▶ [DESCRIPTION OF THE TASK]: In the entries below, how many lines include "cannot"? Reply with the number and nothing more.

[DATA TO PROCESS]

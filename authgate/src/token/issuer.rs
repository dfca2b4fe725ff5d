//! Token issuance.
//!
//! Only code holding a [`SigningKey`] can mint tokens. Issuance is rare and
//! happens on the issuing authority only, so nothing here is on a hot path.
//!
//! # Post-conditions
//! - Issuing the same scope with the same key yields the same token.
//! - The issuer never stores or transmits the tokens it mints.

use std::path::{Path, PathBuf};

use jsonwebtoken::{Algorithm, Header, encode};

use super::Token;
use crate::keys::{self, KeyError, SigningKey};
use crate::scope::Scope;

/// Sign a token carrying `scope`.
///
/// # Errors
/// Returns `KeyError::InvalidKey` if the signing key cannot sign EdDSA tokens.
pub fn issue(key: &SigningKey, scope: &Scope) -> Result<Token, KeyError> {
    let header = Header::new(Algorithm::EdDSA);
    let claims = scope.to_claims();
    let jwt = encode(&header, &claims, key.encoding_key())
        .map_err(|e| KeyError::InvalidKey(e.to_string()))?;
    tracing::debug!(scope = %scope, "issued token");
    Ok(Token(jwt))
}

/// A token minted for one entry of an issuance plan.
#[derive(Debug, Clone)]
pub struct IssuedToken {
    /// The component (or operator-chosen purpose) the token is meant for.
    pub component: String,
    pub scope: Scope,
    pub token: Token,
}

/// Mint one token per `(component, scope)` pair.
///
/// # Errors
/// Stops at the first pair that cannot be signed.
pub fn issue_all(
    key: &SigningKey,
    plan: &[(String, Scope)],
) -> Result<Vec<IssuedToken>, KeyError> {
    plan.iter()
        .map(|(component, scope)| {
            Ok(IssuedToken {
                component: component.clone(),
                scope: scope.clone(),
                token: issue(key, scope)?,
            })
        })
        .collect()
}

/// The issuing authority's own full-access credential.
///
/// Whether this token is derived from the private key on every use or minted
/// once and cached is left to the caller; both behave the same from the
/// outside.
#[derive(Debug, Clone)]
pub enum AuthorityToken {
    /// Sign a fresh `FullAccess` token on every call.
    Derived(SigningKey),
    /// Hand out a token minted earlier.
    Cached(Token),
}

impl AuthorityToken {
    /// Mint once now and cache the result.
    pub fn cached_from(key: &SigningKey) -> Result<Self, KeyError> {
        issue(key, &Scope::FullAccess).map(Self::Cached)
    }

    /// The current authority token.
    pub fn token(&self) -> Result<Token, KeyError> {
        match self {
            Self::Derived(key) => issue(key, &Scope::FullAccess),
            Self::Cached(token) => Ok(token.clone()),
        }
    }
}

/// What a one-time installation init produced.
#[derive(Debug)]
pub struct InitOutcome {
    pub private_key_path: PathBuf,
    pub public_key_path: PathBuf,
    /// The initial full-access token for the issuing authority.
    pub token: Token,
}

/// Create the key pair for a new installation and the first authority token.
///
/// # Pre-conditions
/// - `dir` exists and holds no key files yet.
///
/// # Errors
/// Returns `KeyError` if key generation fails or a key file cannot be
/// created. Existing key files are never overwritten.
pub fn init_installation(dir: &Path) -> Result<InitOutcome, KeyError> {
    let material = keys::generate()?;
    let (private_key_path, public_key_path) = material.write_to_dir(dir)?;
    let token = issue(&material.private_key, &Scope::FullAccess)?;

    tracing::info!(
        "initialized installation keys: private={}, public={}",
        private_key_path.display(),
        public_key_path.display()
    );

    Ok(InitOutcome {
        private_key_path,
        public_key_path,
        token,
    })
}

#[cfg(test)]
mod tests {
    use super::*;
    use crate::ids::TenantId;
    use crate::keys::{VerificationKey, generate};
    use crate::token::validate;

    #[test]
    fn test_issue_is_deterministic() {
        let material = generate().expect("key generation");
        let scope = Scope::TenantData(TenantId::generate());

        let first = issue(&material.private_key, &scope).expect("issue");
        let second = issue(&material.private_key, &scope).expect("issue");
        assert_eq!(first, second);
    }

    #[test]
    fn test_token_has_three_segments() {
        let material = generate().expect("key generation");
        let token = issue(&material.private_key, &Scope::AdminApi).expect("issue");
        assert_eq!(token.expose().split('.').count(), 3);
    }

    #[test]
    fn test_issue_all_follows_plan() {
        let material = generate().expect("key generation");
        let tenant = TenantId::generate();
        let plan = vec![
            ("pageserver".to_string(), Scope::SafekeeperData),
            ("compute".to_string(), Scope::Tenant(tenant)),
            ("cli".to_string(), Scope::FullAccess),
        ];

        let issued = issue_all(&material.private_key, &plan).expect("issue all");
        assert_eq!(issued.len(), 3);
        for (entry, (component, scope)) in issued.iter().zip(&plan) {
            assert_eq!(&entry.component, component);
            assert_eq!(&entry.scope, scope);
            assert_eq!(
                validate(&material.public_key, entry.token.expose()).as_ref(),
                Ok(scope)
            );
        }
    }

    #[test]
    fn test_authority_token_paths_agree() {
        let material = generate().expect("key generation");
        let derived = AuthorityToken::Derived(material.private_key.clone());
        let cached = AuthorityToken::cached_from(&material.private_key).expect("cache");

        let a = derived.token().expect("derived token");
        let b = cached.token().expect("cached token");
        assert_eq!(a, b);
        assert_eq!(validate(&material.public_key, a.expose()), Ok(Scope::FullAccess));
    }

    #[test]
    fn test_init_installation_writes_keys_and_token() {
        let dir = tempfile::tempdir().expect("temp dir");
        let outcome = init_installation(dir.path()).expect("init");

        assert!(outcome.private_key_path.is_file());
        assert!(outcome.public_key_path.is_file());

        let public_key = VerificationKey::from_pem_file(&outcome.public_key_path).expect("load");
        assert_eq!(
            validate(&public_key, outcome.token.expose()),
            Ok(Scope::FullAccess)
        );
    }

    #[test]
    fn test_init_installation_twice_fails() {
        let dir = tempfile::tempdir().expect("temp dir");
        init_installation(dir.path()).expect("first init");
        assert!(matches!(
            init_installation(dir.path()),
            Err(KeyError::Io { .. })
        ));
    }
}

[/DATA TO PROCESS]

▶ [ANSWER BOX]: 3